==== Source data ====

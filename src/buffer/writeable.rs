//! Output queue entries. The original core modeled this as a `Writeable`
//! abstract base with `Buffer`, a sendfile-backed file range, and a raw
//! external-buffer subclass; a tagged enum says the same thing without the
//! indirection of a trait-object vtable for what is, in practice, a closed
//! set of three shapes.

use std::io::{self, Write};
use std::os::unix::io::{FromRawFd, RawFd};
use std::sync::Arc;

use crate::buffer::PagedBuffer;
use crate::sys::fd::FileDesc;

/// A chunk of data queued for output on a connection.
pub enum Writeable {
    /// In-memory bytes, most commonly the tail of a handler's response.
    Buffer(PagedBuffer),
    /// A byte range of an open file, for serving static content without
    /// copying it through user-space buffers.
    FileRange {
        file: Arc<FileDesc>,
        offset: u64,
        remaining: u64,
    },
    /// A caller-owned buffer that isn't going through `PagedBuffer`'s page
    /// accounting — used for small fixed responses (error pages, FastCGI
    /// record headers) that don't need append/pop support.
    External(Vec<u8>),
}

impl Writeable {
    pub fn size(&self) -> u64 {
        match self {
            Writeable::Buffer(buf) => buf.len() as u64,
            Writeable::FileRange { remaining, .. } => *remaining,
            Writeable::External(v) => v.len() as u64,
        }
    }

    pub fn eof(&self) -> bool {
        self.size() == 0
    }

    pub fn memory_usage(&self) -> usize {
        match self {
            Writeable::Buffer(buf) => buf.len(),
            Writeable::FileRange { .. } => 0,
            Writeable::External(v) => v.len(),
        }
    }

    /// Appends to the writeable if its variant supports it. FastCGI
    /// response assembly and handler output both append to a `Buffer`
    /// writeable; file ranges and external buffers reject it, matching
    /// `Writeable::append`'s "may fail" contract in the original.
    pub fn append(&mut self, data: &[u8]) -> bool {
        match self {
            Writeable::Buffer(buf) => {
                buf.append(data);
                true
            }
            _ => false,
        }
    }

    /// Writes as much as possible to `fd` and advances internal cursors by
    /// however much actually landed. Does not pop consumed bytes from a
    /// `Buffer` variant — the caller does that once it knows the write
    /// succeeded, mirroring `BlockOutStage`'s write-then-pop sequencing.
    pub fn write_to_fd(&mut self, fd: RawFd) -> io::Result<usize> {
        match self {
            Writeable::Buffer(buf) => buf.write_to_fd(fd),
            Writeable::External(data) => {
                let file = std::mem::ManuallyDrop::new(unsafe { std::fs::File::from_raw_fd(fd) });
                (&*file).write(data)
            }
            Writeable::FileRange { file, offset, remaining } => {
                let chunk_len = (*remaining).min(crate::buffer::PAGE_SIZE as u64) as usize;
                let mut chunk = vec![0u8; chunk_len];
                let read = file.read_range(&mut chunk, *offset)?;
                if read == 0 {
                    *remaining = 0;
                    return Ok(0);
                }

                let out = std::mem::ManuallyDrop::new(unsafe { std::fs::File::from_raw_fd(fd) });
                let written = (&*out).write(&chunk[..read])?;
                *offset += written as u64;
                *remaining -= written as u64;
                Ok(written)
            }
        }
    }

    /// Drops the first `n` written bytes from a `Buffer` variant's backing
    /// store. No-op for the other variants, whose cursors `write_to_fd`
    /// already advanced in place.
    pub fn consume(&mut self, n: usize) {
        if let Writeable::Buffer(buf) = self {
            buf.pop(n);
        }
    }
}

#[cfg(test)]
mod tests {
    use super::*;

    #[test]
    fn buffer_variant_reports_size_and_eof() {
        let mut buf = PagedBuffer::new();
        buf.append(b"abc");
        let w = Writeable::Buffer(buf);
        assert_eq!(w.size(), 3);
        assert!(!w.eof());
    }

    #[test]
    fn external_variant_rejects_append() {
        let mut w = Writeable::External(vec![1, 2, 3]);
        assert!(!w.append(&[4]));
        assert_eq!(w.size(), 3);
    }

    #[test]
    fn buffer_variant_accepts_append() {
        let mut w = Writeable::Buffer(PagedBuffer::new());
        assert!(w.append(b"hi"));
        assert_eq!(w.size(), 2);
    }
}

====
==== Source data ====

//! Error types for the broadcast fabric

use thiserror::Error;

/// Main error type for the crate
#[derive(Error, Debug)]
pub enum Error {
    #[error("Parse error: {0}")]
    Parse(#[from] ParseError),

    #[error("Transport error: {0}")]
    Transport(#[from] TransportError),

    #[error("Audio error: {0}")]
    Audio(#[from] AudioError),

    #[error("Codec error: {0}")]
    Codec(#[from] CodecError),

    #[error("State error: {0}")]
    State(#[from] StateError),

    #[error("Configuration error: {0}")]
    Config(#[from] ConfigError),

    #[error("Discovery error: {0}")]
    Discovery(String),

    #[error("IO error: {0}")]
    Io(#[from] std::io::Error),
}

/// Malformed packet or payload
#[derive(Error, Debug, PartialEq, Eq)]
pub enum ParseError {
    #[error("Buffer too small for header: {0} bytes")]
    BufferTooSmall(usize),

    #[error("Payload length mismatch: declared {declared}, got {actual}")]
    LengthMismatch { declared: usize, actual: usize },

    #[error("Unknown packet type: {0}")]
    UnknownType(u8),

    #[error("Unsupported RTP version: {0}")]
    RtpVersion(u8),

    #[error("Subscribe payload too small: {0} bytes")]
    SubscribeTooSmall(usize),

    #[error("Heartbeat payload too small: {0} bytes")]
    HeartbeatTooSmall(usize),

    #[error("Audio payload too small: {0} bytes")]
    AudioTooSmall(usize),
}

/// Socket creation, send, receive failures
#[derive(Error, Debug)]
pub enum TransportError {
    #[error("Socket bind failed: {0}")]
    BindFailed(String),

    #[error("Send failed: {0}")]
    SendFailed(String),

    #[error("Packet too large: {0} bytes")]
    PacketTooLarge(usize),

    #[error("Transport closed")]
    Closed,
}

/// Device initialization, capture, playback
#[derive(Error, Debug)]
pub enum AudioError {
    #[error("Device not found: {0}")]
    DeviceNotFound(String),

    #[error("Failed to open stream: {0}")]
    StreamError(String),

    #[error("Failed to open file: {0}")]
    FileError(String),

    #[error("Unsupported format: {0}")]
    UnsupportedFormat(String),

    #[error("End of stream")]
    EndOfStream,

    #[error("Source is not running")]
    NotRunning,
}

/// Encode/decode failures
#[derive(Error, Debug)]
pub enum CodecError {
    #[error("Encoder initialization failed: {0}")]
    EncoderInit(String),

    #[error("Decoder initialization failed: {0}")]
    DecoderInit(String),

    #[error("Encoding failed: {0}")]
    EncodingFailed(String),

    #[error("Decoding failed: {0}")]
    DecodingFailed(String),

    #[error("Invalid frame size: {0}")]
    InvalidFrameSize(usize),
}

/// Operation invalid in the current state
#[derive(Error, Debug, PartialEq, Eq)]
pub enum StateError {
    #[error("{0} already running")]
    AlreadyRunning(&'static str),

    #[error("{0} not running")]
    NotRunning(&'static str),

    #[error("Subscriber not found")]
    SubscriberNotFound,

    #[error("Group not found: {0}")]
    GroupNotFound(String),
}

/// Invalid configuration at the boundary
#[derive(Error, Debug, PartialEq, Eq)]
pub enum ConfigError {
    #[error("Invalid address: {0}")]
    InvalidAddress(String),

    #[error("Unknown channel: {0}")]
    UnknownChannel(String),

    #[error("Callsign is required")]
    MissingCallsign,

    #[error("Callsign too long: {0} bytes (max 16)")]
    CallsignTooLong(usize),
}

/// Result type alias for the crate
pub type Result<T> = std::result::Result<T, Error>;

====
==== Source data ====

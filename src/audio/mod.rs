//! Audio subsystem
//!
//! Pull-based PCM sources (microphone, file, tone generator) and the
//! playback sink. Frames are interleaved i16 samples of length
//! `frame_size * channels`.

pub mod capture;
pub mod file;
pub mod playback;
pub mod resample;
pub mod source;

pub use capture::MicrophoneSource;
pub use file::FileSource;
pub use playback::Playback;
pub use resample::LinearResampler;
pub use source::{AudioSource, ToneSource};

====

Take every line from the data above that holds "PagedBuffer" and copy it out.

## Answer to this exercise
use crate::buffer::PagedBuffer;
    Buffer(PagedBuffer),
    /// A caller-owned buffer that isn't going through `PagedBuffer`'s page
        let mut buf = PagedBuffer::new();
        let mut w = Writeable::Buffer(PagedBuffer::new());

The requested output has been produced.